Un caso di coscienza (Italian for A matter of conscience) is a 1970 Italian comedy-drama film written and directed by Giovanni Grimaldi. It is based on the Leonardo Sciascia's short story with the same name, which is part of the collection Il mare colore del vino.

==Plot==
On the train to his hometown Maddà (a fictitious place in Sicily) after one of his work trips to Rome, Advocate Salvatore Vaccagnino comes across the women's magazine Lady Signora. On the page Ask Father Lucchesini there is a letter about the moral dilemma of a married woman in Maddà who has committed an act of infidelity in spite of loving her husband. Caught between the pain of guilt and the risks of confessing to her husband, she asks for Father Lucchesini's help. Due to the gravity of the situation, Father Lucchesini recommends her to stay silent till the next issue until he puts more thought into the matter.

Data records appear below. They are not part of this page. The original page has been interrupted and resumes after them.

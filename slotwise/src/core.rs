use std::collections::{HashMap, HashSet};
use std::sync::Arc;
use std::time::Duration;

use slotwise_core::connector::ConnectorKey;
use slotwise_core::{
    Capability, JoinPolicy, PipelineConfig, RankConfig, ScoringMode, SlotwiseConfig,
    SlotwiseConnector, SlotwiseError,
};

use crate::util::collapse_errors;

/// Orchestrator that routes each capability across registered providers and
/// runs the scoring pipeline over what they return.
pub struct Slotwise {
    pub(crate) connectors: Vec<Arc<dyn SlotwiseConnector>>,
    pub(crate) cfg: SlotwiseConfig,
    pub(crate) priority: HashMap<Capability, Vec<ConnectorKey>>,
}

/// Builder for constructing a `Slotwise` orchestrator with custom configuration.
pub struct SlotwiseBuilder {
    connectors: Vec<Arc<dyn SlotwiseConnector>>,
    cfg: SlotwiseConfig,
    priority: HashMap<Capability, Vec<ConnectorKey>>,
}

impl Default for SlotwiseBuilder {
    fn default() -> Self {
        Self::new()
    }
}

impl SlotwiseBuilder {
    /// Create a new builder with default configuration: cheapness scoring,
    /// bucket-mean join, no ranking and a 15 s provider timeout.
    #[must_use]
    pub fn new() -> Self {
        Self {
            connectors: vec![],
            cfg: SlotwiseConfig::default(),
            priority: HashMap::new(),
        }
    }

    /// Register a provider connector.
    ///
    /// Registration order decides fallback order for capabilities without an
    /// explicit priority. Duplicates are not removed.
    #[must_use]
    pub fn with_connector(mut self, c: Arc<dyn SlotwiseConnector>) -> Self {
        self.connectors.push(c);
        self
    }

    /// Set preferred providers for a capability, highest priority first.
    ///
    /// Unlisted connectors that serve the capability are still tried after
    /// the listed ones.
    #[must_use]
    pub fn prefer_for(
        mut self,
        capability: Capability,
        connectors_desc: &[Arc<dyn SlotwiseConnector>],
    ) -> Self {
        let keys: Vec<ConnectorKey> = connectors_desc.iter().map(|c| c.key()).collect();
        self.priority.insert(capability, keys);
        self
    }

    /// Replace the pipeline configuration.
    #[must_use]
    pub fn pipeline(mut self, pipeline: PipelineConfig) -> Self {
        self.cfg.pipeline = pipeline;
        self
    }

    /// Select how series are joined on the half-hour timeline.
    #[must_use]
    pub const fn join_policy(mut self, join: JoinPolicy) -> Self {
        self.cfg.pipeline.join = join;
        self
    }

    /// Select the scoring mode.
    #[must_use]
    pub const fn scoring(mut self, mode: ScoringMode) -> Self {
        self.cfg.pipeline.scoring = mode;
        self
    }

    /// Enable top-K ranking of the scored rows.
    #[must_use]
    pub fn ranking(mut self, rank: RankConfig) -> Self {
        self.cfg.pipeline.ranking = Some(rank);
        self
    }

    /// Set the per-provider request timeout.
    #[must_use]
    pub const fn provider_timeout(mut self, timeout: Duration) -> Self {
        self.cfg.provider_timeout = timeout;
        self
    }

    /// Bound the whole fetch phase of a run.
    ///
    /// When exceeded, `run` returns a `RequestTimeout` error.
    #[must_use]
    pub const fn request_timeout(mut self, timeout: Duration) -> Self {
        self.cfg.request_timeout = Some(timeout);
        self
    }

    /// Build the `Slotwise` orchestrator.
    ///
    /// # Errors
    /// Returns `InvalidArg` if no connectors have been registered, the provider
    /// timeout is zero, or the pipeline configuration is invalid.
    pub fn build(mut self) -> Result<Slotwise, SlotwiseError> {
        if self.connectors.is_empty() {
            return Err(SlotwiseError::InvalidArg(
                "no connectors registered; add at least one via with_connector(...)".to_string(),
            ));
        }
        if self.cfg.provider_timeout.is_zero() {
            return Err(SlotwiseError::InvalidArg(
                "provider timeout must be positive".to_string(),
            ));
        }
        self.cfg.pipeline.validate()?;

        // Drop unknown keys and duplicates from priority lists.
        let known: HashSet<&'static str> = self.connectors.iter().map(|c| c.name()).collect();
        for keys in self.priority.values_mut() {
            let mut seen: HashSet<&'static str> = HashSet::new();
            keys.retain(|k| known.contains(k.as_str()) && seen.insert(k.as_str()));
        }

        Ok(Slotwise {
            connectors: self.connectors,
            cfg: self.cfg,
            priority: self.priority,
        })
    }
}

/// Attach the connector name to errors that do not already carry provenance.
pub fn tag_err(connector: &str, e: SlotwiseError) -> SlotwiseError {
    match e {
        e @ (SlotwiseError::NotFound { .. }
        | SlotwiseError::ProviderTimeout { .. }
        | SlotwiseError::Connector { .. }
        | SlotwiseError::RequestTimeout { .. }
        | SlotwiseError::AllProvidersTimedOut { .. }
        | SlotwiseError::AllProvidersFailed(_)) => e,
        other => SlotwiseError::Connector {
            connector: connector.to_string(),
            msg: other.to_string(),
        },
    }
}

/// Run `fut` under an optional deadline, mapping expiry to `RequestTimeout`.
pub(crate) async fn with_request_deadline<T, Fut>(
    deadline: Option<Duration>,
    fut: Fut,
) -> Result<T, SlotwiseError>
where
    Fut: core::future::Future<Output = T>,
{
    match deadline {
        Some(d) => tokio::time::timeout(d, fut)
            .await
            .map_err(|_| SlotwiseError::request_timeout("request")),
        None => Ok(fut.await),
    }
}

impl Slotwise {
    /// Start building a new `Slotwise` instance.
    ///
    /// ```rust,ignore
    /// use std::sync::Arc;
    /// use slotwise::{Capability, Slotwise};
    ///
    /// let octopus = OctopusConnector::cached()?.build();
    /// let elexon = Arc::new(ElexonConnector::new_default()?);
    ///
    /// let slotwise = Slotwise::builder()
    ///     .with_connector(octopus)
    ///     .with_connector(elexon.clone())
    ///     .prefer_for(Capability::SystemPrices, &[elexon])
    ///     .build()?;
    /// ```
    #[must_use]
    pub fn builder() -> SlotwiseBuilder {
        SlotwiseBuilder::new()
    }

    /// Effective configuration.
    #[must_use]
    pub const fn config(&self) -> &SlotwiseConfig {
        &self.cfg
    }

    /// Wrap a provider future with a timeout and standardized timeout error mapping.
    #[cfg_attr(
        feature = "tracing",
        tracing::instrument(
            name = "slotwise::core::provider_call_with_timeout",
            skip(fut),
            fields(
                connector = connector_name,
                capability = capability,
                timeout_ms = u64::try_from(timeout.as_millis()).unwrap_or(u64::MAX),
            ),
        )
    )]
    pub(crate) async fn provider_call_with_timeout<T, Fut>(
        connector_name: &'static str,
        capability: &'static str,
        timeout: Duration,
        fut: Fut,
    ) -> Result<T, SlotwiseError>
    where
        Fut: core::future::Future<Output = Result<T, SlotwiseError>>,
    {
        (tokio::time::timeout(timeout, fut).await)
            .unwrap_or_else(|_| Err(SlotwiseError::provider_timeout(connector_name, capability)))
    }

    /// Registered connectors in priority order for `capability`.
    pub(crate) fn ordered(&self, capability: Capability) -> Vec<Arc<dyn SlotwiseConnector>> {
        let mut out: Vec<(usize, Arc<dyn SlotwiseConnector>)> =
            self.connectors.iter().cloned().enumerate().collect();
        if let Some(pref) = self.priority.get(&capability) {
            let pos: HashMap<_, _> = pref
                .iter()
                .enumerate()
                .map(|(i, n)| (n.as_str(), i))
                .collect();
            out.sort_by_key(|(orig_i, c)| {
                (pos.get(c.name()).copied().unwrap_or(usize::MAX), *orig_i)
            });
        }
        out.into_iter().map(|(_, c)| c).collect()
    }

    /// Try providers for `capability` in priority order until one succeeds.
    ///
    /// Each attempt is bounded by the provider timeout. An empty answer is a
    /// success. When every provider fails the errors are collapsed: all
    /// timeouts become `AllProvidersTimedOut`, all not-found become
    /// `NotFound(not_found)`, anything else `AllProvidersFailed`.
    #[cfg_attr(
        feature = "tracing",
        tracing::instrument(
            name = "slotwise::core::fetch_single",
            skip(self, call),
            fields(capability = %capability),
        )
    )]
    pub(crate) async fn fetch_single<T, F, Fut>(
        &self,
        capability: Capability,
        not_found: String,
        call: F,
    ) -> Result<T, SlotwiseError>
    where
        T: Send,
        F: Fn(Arc<dyn SlotwiseConnector>) -> Option<Fut> + Send,
        Fut: core::future::Future<Output = Result<T, SlotwiseError>> + Send,
    {
        let mut attempted_any = false;
        let mut errors: Vec<SlotwiseError> = Vec::new();

        for c in self.ordered(capability) {
            let Some(fut) = call(Arc::clone(&c)) else {
                continue;
            };
            attempted_any = true;
            match Self::provider_call_with_timeout(
                c.name(),
                capability.as_str(),
                self.cfg.provider_timeout,
                fut,
            )
            .await
            {
                Ok(v) => return Ok(v),
                Err(e) => {
                    #[cfg(feature = "tracing")]
                    tracing::warn!(connector = c.name(), error = %e, "provider failed");
                    errors.push(tag_err(c.name(), e));
                }
            }
        }

        Err(collapse_errors(
            capability,
            attempted_any,
            errors,
            Some(not_found),
        ))
    }
}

In order to put his peers in the city council club to shame, Vaccagnino reads them the letter concluding that all the married men in the council are potential cuckolds. A married man himself, Vaccagnino clears his name though by referring to a part in which the woman has given away that, from her house, she could often see her lover going to the bank, while the only thing that can be seen from Vaccagnino's is "the sea and nothing but the sea".

Trying to mend their injured reputation, others tail the postman to discover the subscribers, but to their disappointment, the only ones are the public places of tailor shop and the beauty salon. After getting their hands on a copy of Lady Signora the men sit together to read the article, some take an oath that if the woman turns out to be among their wives, they will do whatever it takes to regain their honor.

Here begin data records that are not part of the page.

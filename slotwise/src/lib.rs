//! Slotwise scores UK electricity half-hour slots across multiple providers.
//!
//! Overview
//! - Routes each capability (tariff rates, system prices, weather) to the
//!   connectors that implement the `slotwise_core` contracts, in priority order
//!   with a per-provider timeout and fallback.
//! - Fetches independent inputs concurrently and system prices per settlement
//!   date, keeping partial results when some dates fail.
//! - Runs the pure pipeline (bucket, align, normalize, score, rank) from
//!   `slotwise_core` over what was fetched.
//!
//! Key behaviors and trade-offs
//! - Scoring mode:
//!   - `Cheapness`: bounded 0..=100 index from tariff and system price; higher is
//!     cheaper. Needs both series for every slot.
//!   - `Preference`: unbounded penalty from tariff and weather; lower is better.
//!     Missing weather falls back to neutral values.
//! - Join policy:
//!   - `BucketMean`: mean per half-hour, inner join on slot. Strict.
//!   - `NearestWithin`: nearest secondary observation within a tolerance of each
//!     primary slot. Tolerant of offset timestamps.
//! - Failures: tariff failure aborts; failed system-price dates and weather
//!   failures are reported as warnings on the `ScoreReport`.
//!
//! Example
//! ```rust,ignore
//! use std::sync::Arc;
//! use slotwise::{GspRegion, RunRequest, Slotwise, TimeWindow};
//!
//! let slotwise = Slotwise::builder()
//!     .with_connector(OctopusConnector::cached()?.build())
//!     .with_connector(Arc::new(ElexonConnector::new_default()?))
//!     .build()?;
//!
//! let window = TimeWindow::next_hours(chrono::Utc::now(), 48)?;
//! let req = RunRequest::new("AGILE-24-10-01", GspRegion::H, window)?;
//! let report = slotwise.run(&req).await?;
//! ```
#![warn(missing_docs)]

pub(crate) mod core;
mod fetch;
mod run;
mod util;

pub use crate::core::{Slotwise, SlotwiseBuilder, tag_err};
pub use run::RunRequest;
pub use util::collapse_errors;

pub use slotwise_middleware::{CacheMiddleware, ConnectorBuilder};

// Re-export core types for convenience
pub use slotwise_core::{
    AlignedRow, CacheConfig, Capability, CheapnessWeights, ConnectorKey, Coordinates, GspRegion,
    JoinPolicy, MAX_WINDOW_HOURS, NeutralDefaults, NightHours, PipelineConfig, PreferenceWeights, RankConfig,
    RankOrder, RankSummary, ReportStatus, ScoreReport, ScoredRow, ScoringMode, SeriesKey, Slot,
    SlotwiseConfig, SlotwiseConnector, SlotwiseError, SystemPrice, SystemPriceSource, TariffRate,
    TariffRequest, TimeWindow, WeatherRequest, WeatherSample,
};
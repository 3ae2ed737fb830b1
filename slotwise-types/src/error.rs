use serde::{Deserialize, Serialize};
use thiserror::Error;

/// Unified error type for the slotwise workspace.
///
/// This wraps capability mismatches, argument validation errors, connector-tagged
/// upstream failures, not-found conditions, and an aggregate for multi-provider attempts.
///
/// Empty upstream data is *not* an error: it surfaces as
/// [`ReportStatus::EmptyInput`](crate::ReportStatus) on the produced report.
#[derive(Debug, Error, Serialize, Deserialize, Clone, PartialEq, Eq)]
#[non_exhaustive]
pub enum SlotwiseError {
    /// The requested capability is not implemented by any registered connector.
    #[error("unsupported capability: {capability}")]
    Unsupported {
        /// A capability string describing what was requested (e.g. "system-prices").
        capability: String,
    },

    /// Issues with the returned or expected data (missing fields, malformed payloads).
    #[error("data issue: {0}")]
    Data(String),

    /// Invalid input argument.
    #[error("invalid argument: {0}")]
    InvalidArg(String),

    /// An individual connector returned an error.
    #[error("{connector} failed: {msg}")]
    Connector {
        /// Connector name that failed.
        connector: String,
        /// Human-readable error message.
        msg: String,
    },

    /// Unknown/opaque error.
    #[error("unknown error: {0}")]
    Other(String),

    /// A resource could not be found upstream (unknown product, region, date).
    #[error("not found: {what}")]
    NotFound {
        /// Description of missing resource, e.g. "tariff AGILE-24-10-01/H".
        what: String,
    },

    /// All selected providers failed; contains the individual failures.
    #[error("all providers failed: {0:?}")]
    AllProvidersFailed(Vec<SlotwiseError>),

    /// An individual provider call exceeded the configured timeout.
    #[error("provider timed out: {capability} via {connector}")]
    ProviderTimeout {
        /// Connector name that timed out.
        connector: String,
        /// Capability label (e.g. "tariff-rates", "system-prices").
        capability: String,
    },

    /// The overall request exceeded the configured deadline.
    #[error("request timed out: {capability}")]
    RequestTimeout {
        /// Capability label for which the request timed out.
        capability: String,
    },

    /// All attempted providers timed out for the requested capability.
    #[error("all providers timed out: {capability}")]
    AllProvidersTimedOut {
        /// Capability label that timed out across all providers.
        capability: String,
    },
}

impl SlotwiseError {
    /// Helper: build an `Unsupported` error for a capability string.
    #[must_use]
    pub fn unsupported(cap: impl Into<String>) -> Self {
        Self::Unsupported {
            capability: cap.into(),
        }
    }
    /// Helper: build a `Connector` error with the connector name and message.
    pub fn connector(connector: impl Into<String>, msg: impl Into<String>) -> Self {
        Self::Connector {
            connector: connector.into(),
            msg: msg.into(),
        }
    }

    /// Helper: build a `NotFound` error for a description of the missing resource.
    pub fn not_found(what: impl Into<String>) -> Self {
        Self::NotFound { what: what.into() }
    }

    /// Helper: build a `ProviderTimeout` error.
    pub fn provider_timeout(connector: impl Into<String>, capability: impl Into<String>) -> Self {
        Self::ProviderTimeout {
            connector: connector.into(),
            capability: capability.into(),
        }
    }

    /// Helper: build a `RequestTimeout` error.
    #[must_use]
    pub fn request_timeout(capability: impl Into<String>) -> Self {
        Self::RequestTimeout {
            capability: capability.into(),
        }
    }
}
//! Report envelopes produced by the pipeline and the orchestrator.

use serde::{Deserialize, Serialize};

use crate::capability::Capability;
use crate::error::SlotwiseError;
use crate::series::ScoredRow;
use crate::window::TimeWindow;

/// Outcome of a run that did not fail outright.
#[derive(Debug, Clone, Copy, PartialEq, Eq, Serialize, Deserialize)]
#[serde(tag = "kind", rename_all = "kebab-case")]
pub enum ReportStatus {
    /// Rows were produced.
    Ready,
    /// A required upstream returned no data for the window.
    EmptyInput {
        /// Capability whose data was empty.
        source: Capability,
    },
    /// Every input had data but no slot survived the join.
    AlignmentEmpty,
}

/// Top-K selection with its summary statistics.
#[derive(Debug, Clone, PartialEq, Serialize, Deserialize, Default)]
pub struct RankSummary {
    /// Selected rows, best first.
    pub selected: Vec<ScoredRow>,
    /// Selected slots that fall in night hours.
    pub night_slots: usize,
    /// Mean tariff rate over the selection, p/kWh.
    pub mean_price: Option<f64>,
    /// Mean score over the selection.
    pub mean_score: Option<f64>,
}

/// Scored half-hour slots for a window.
///
/// Carries the scored rows in chronological order, the optional ranking and any
/// non-fatal warnings encountered while fetching (for example a settlement day
/// whose system prices could not be retrieved).
#[derive(Debug, Clone, PartialEq, Serialize, Deserialize)]
pub struct ScoreReport {
    /// Window that was scored.
    pub window: TimeWindow,
    /// Scoring mode name (`cheapness` or `preference`).
    pub mode: String,
    /// Scored rows, ascending by slot.
    pub rows: Vec<ScoredRow>,
    /// Run outcome.
    pub status: ReportStatus,
    /// Top-K summary when ranking was requested and rows exist.
    pub ranking: Option<RankSummary>,
    /// Non-fatal issues encountered while building the report.
    pub warnings: Vec<SlotwiseError>,
}

impl ScoreReport {
    /// A report without rows for the given status.
    #[must_use]
    pub fn empty(window: TimeWindow, mode: impl Into<String>, status: ReportStatus) -> Self {
        Self {
            window,
            mode: mode.into(),
            rows: Vec::new(),
            status,
            ranking: None,
            warnings: Vec::new(),
        }
    }

    /// True when rows were produced.
    #[must_use]
    pub const fn is_ready(&self) -> bool {
        matches!(self.status, ReportStatus::Ready)
    }
}
//! Top-K slot selection and its summary.

use chrono::Timelike;

use crate::{NightHours, RankConfig, RankOrder, RankSummary, ScoredRow, SeriesKey};

/// Select the `k` best rows under `order`.
///
/// Returns `min(k, rows.len())` rows sorted by score, ties broken by slot
/// (earliest first). Applying it to its own output returns the same rows.
#[must_use]
pub fn top_k(rows: &[ScoredRow], k: usize, order: RankOrder) -> Vec<ScoredRow> {
    let mut sorted: Vec<&ScoredRow> = rows.iter().collect();
    sorted.sort_by(|a, b| {
        let by_score = match order {
            RankOrder::Ascending => a.score.total_cmp(&b.score),
            RankOrder::Descending => b.score.total_cmp(&a.score),
        };
        by_score.then_with(|| a.slot.cmp(&b.slot))
    });
    sorted.into_iter().take(k).cloned().collect()
}

/// Count night slots and average price and score over `selected`.
#[must_use]
pub fn summarize(selected: Vec<ScoredRow>, night: &NightHours) -> RankSummary {
    let night_slots = selected
        .iter()
        .filter(|r| night.is_night_hour(r.slot.start().with_timezone(&night.tz).hour()))
        .count();
    let prices: Vec<f64> = selected
        .iter()
        .filter_map(|r| r.value(SeriesKey::Tariff))
        .collect();
    let scores: Vec<f64> = selected.iter().map(|r| r.score).collect();
    RankSummary {
        night_slots,
        mean_price: mean(&prices),
        mean_score: mean(&scores),
        selected,
    }
}

/// Select and summarize in one step.
#[must_use]
pub fn rank(rows: &[ScoredRow], cfg: &RankConfig, order: RankOrder) -> RankSummary {
    summarize(top_k(rows, cfg.k, order), &cfg.night)
}

fn mean(values: &[f64]) -> Option<f64> {
    if values.is_empty() {
        return None;
    }
    #[allow(clippy::cast_precision_loss)]
    let n = values.len() as f64;
    Some(values.iter().sum::<f64>() / n)
}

However, the article begins with Father Lucchesini's apology for a typo that had happened in the previous issue because of which the word boat (barca) reads bank (banca), hence putting the burden on Vaccagnino's shoulders. Even though the other members of the club stand up for him by claiming that parts of the sea can be seen from their houses too, Vaccagnino's pride is broken.

Salvatore gets home to confront his wife Rita, and ends up offering her his mercy if she would confess. But no matter how hard he begs, Rita insists on her innocence. It makes Salvatore to offer her his confession in exchange for hers. Though Rita does not agree with the idea, Salvatore goes ahead anyway and confesses that he has a mistress in Rome who is pregnant by him.

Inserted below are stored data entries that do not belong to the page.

//! slotwise-elexon
//!
//! Connector that implements `SlotwiseConnector` on top of the Elexon
//! Insights (BMRS) API. Serves GB balancing prices per settlement date from
//! either the settlement system-prices endpoint or the APX market index,
//! converted from £/MWh to p/kWh.
#![warn(missing_docs)]

mod wire;

use std::time::Duration;

use async_trait::async_trait;
use chrono::{DateTime, NaiveDate, SecondsFormat, Utc};
use reqwest::StatusCode;
use serde::de::DeserializeOwned;
use slotwise_core::connector::{ConnectorKey, SlotwiseConnector, SystemPriceProvider};
use slotwise_core::{SlotwiseError, SystemPrice, SystemPriceSource, settlement_day_bounds};
use url::Url;

use crate::wire::{Envelope, MarketIndexRow, SettlementRow};

/// Connection settings for [`ElexonConnector`].
#[derive(Debug, Clone, PartialEq, Eq)]
pub struct ElexonConfig {
    /// API root, e.g. `https://data.elexon.co.uk/bmrs/api/v1/`.
    pub base_url: String,
    /// HTTP timeout per request.
    pub timeout: Duration,
    /// Which price series to read.
    pub source: SystemPriceSource,
}

impl Default for ElexonConfig {
    fn default() -> Self {
        Self {
            base_url: ElexonConnector::DEFAULT_BASE_URL.to_string(),
            timeout: Duration::from_secs(15),
            source: SystemPriceSource::default(),
        }
    }
}

/// Public connector type for GB system prices.
pub struct ElexonConnector {
    client: reqwest::Client,
    base_url: Url,
    source: SystemPriceSource,
}

impl ElexonConnector {
    /// Static connector key for orchestrator priority configuration.
    pub const KEY: ConnectorKey = ConnectorKey::new("slotwise-elexon");

    /// Public Insights API root.
    pub const DEFAULT_BASE_URL: &'static str = "https://data.elexon.co.uk/bmrs/api/v1/";

    /// Data provider requested from the market index endpoint.
    pub const MARKET_INDEX_PROVIDER: &'static str = "APXMIDP";

    /// Build against the public API reading settlement system prices.
    ///
    /// # Errors
    /// Returns an error if the HTTP client cannot be initialised.
    pub fn new_default() -> Result<Self, SlotwiseError> {
        Self::from_config(&ElexonConfig::default())
    }

    /// Build from explicit settings.
    ///
    /// # Errors
    /// Returns `InvalidArg` for an unparsable base URL and `Other` if the
    /// HTTP client cannot be initialised.
    pub fn from_config(cfg: &ElexonConfig) -> Result<Self, SlotwiseError> {
        let client = reqwest::Client::builder()
            .timeout(cfg.timeout)
            .build()
            .map_err(|e| SlotwiseError::Other(format!("http client: {e}")))?;
        Self::with_client(client, &cfg.base_url, cfg.source)
    }

    /// Build from an existing `reqwest::Client`.
    ///
    /// # Errors
    /// Returns `InvalidArg` for an unparsable base URL.
    pub fn with_client(
        client: reqwest::Client,
        base_url: &str,
        source: SystemPriceSource,
    ) -> Result<Self, SlotwiseError> {
        let normalized = if base_url.ends_with('/') {
            base_url.to_string()
        } else {
            format!("{base_url}/")
        };
        let base_url = Url::parse(&normalized)
            .map_err(|e| SlotwiseError::InvalidArg(format!("base url {base_url}: {e}")))?;
        Ok(Self {
            client,
            base_url,
            source,
        })
    }

    fn join(&self, path: &str) -> Result<Url, SlotwiseError> {
        self.base_url
            .join(path)
            .map_err(|e| SlotwiseError::InvalidArg(format!("elexon url: {e}")))
    }

    fn settlement_url(&self, date: NaiveDate) -> Result<Url, SlotwiseError> {
        let mut url = self.join(&format!(
            "balancing/settlement/system-prices/{}",
            date.format("%Y-%m-%d")
        ))?;
        url.query_pairs_mut().append_pair("format", "json");
        Ok(url)
    }

    fn market_index_url(
        &self,
        from: DateTime<Utc>,
        to: DateTime<Utc>,
    ) -> Result<Url, SlotwiseError> {
        let mut url = self.join("balancing/pricing/market-index")?;
        url.query_pairs_mut()
            .append_pair("from", &from.to_rfc3339_opts(SecondsFormat::Secs, true))
            .append_pair("to", &to.to_rfc3339_opts(SecondsFormat::Secs, true))
            .append_pair("dataProviders", Self::MARKET_INDEX_PROVIDER)
            .append_pair("format", "json");
        Ok(url)
    }

    async fn get_rows<T: DeserializeOwned>(
        &self,
        url: Url,
        date: NaiveDate,
    ) -> Result<Vec<T>, SlotwiseError> {
        #[cfg(feature = "tracing")]
        tracing::debug!(url = %url, "GET elexon");
        let resp = self
            .client
            .get(url)
            .send()
            .await
            .map_err(|e| SlotwiseError::connector(Self::KEY.as_str(), e.to_string()))?;
        match resp.status() {
            s if s.is_success() => {}
            StatusCode::NOT_FOUND => {
                return Err(SlotwiseError::not_found(format!(
                    "system prices for {date}"
                )));
            }
            s => {
                return Err(SlotwiseError::connector(
                    Self::KEY.as_str(),
                    format!("HTTP {s} for {date}"),
                ));
            }
        }
        let body = resp
            .bytes()
            .await
            .map_err(|e| SlotwiseError::connector(Self::KEY.as_str(), e.to_string()))?;
        let env: Envelope<T> = serde_json::from_slice(&body)
            .map_err(|e| SlotwiseError::Data(format!("elexon {date}: {e}")))?;
        Ok(env.into_rows())
    }
}

impl SlotwiseConnector for ElexonConnector {
    fn name(&self) -> &'static str {
        Self::KEY.as_str()
    }

    fn vendor(&self) -> &'static str {
        "Elexon"
    }

    fn as_system_price_provider(&self) -> Option<&dyn SystemPriceProvider> {
        Some(self as &dyn SystemPriceProvider)
    }
}

#[async_trait]
impl SystemPriceProvider for ElexonConnector {
    #[cfg_attr(
        feature = "tracing",
        tracing::instrument(
            name = "slotwise_elexon::system_prices",
            skip(self),
            fields(source = ?self.source),
        )
    )]
    async fn system_prices(&self, date: NaiveDate) -> Result<Vec<SystemPrice>, SlotwiseError> {
        let mut prices: Vec<SystemPrice> = match self.source {
            SystemPriceSource::SettlementSystemPrices => self
                .get_rows::<SettlementRow>(self.settlement_url(date)?, date)
                .await?
                .into_iter()
                .map(SystemPrice::from)
                .collect(),
            SystemPriceSource::MarketIndex => {
                // Select the local day by start time, not by the row's settlement date.
                let (from, to) = settlement_day_bounds(date)?;
                self.get_rows::<MarketIndexRow>(self.market_index_url(from, to)?, date)
                    .await?
                    .into_iter()
                    .map(SystemPrice::from)
                    .filter(|p| from <= p.start && p.start < to)
                    .collect()
            }
        };
        prices.retain(|p| p.price_p_per_kwh.is_finite());
        prices.sort_by_key(|p| p.start);
        Ok(prices)
    }

    fn source(&self) -> SystemPriceSource {
        self.source
    }
}

#[cfg(test)]
mod tests {
    use super::*;

    fn connector(source: SystemPriceSource) -> ElexonConnector {
        ElexonConnector::with_client(reqwest::Client::new(), "https://elexon.test/bmrs/api/v1", source)
            .unwrap()
    }

    #[test]
    fn settlement_url_shape() {
        let c = connector(SystemPriceSource::SettlementSystemPrices);
        let url = c
            .settlement_url(NaiveDate::from_ymd_opt(2024, 3, 1).unwrap())
            .unwrap();
        assert_eq!(
            url.as_str(),
            "https://elexon.test/bmrs/api/v1/balancing/settlement/system-prices/2024-03-01?format=json"
        );
    }

    fn market_index_query(date: NaiveDate) -> Vec<(String, String)> {
        let c = connector(SystemPriceSource::MarketIndex);
        let (from, to) = settlement_day_bounds(date).unwrap();
        let url = c.market_index_url(from, to).unwrap();
        url.query_pairs().into_owned().collect()
    }

    #[test]
    fn market_index_url_spans_one_day() {
        let q = market_index_query(NaiveDate::from_ymd_opt(2024, 3, 1).unwrap());
        assert_eq!(q[0], ("from".into(), "2024-03-01T00:00:00Z".into()));
        assert_eq!(q[1], ("to".into(), "2024-03-02T00:00:00Z".into()));
        assert_eq!(q[2], ("dataProviders".into(), "APXMIDP".into()));
    }

    #[test]
    fn market_index_url_uses_london_midnights_in_summer() {
        let q = market_index_query(NaiveDate::from_ymd_opt(2024, 6, 1).unwrap());
        assert_eq!(q[0], ("from".into(), "2024-05-31T23:00:00Z".into()));
        assert_eq!(q[1], ("to".into(), "2024-06-01T23:00:00Z".into()));
    }
}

But Rita tells him that it can not be his child as, contrary to what she had told her years ago when they visited a doctor, it is he who is infertile and not Rita. She confesses that she lied because she didn't want Salvatore's pride to be broken. She also tells him that she looks for nothing in return for her fidelity as it comes from nothing but the essence of her nature.

The next morning, when the club members are sitting with their wives in a café in the town square, Solfi, one of the members of the council, whispers to his wife Sandra disapprovingly that writing to a magazine about her affair was not a good idea. Knowing about the affair the whole time and doing nothing enrages Sandra. The movie ends with her attacking Solfi and shouting in hysteria that she'd rather get perished by a man crazed by the jealousy of love than live with a man who pretends to love her.

== Cast ==

- Lando Buzzanca as Salvatore Vaccagnino, a lawyer
- Françoise Prévost as Sandra
- Raymond Pellegrin as Solfi
- Turi Ferro as a Judge
- Saro Urzì as a pharmacist
- Antonella Lualdi as Rita Vaccagnino
- Nando Gazzolo as Alfredo Serpieri
- Dagmar Lassander as Annalisa
- Helga Liné as Lola
- Paolo Carlini as Don Gualtiero
- Michele Abruzzo as Baron Carmelo Favara
- Carletto Sposito as Benito Pozzi
- Aldo Puglisi as Licasio, an accountant. After the passing of the late Buzzanca in December 2022, Puglisi became the only living actor in one of the roles of the city council members.
- Franco Lantieri as Gaetano
- Marcella Michelangeli as Gaetano's wife
- Aldo Bufi Landi as Dr. Giulio
- Gisèle Pascal as Giuseppina, Dr. Giulio's wife
- Alfredo Rizzo as the Club president
- Elio Zamuto as Nunzio

== Production==
Grimaldi's first choice for the role of Salvatore Vaccagnino was Nino Manfredi. Principal cinematography started in Catania on 14 September 1969.

==Changes from source material==
In the original short story, there is no mention of Vaccagnino having an affair (and hence all the other related events). In addition, Father Lucchesini answers the letter in a single issue of the magazine (and the subject of the typo is introduced only in the movie).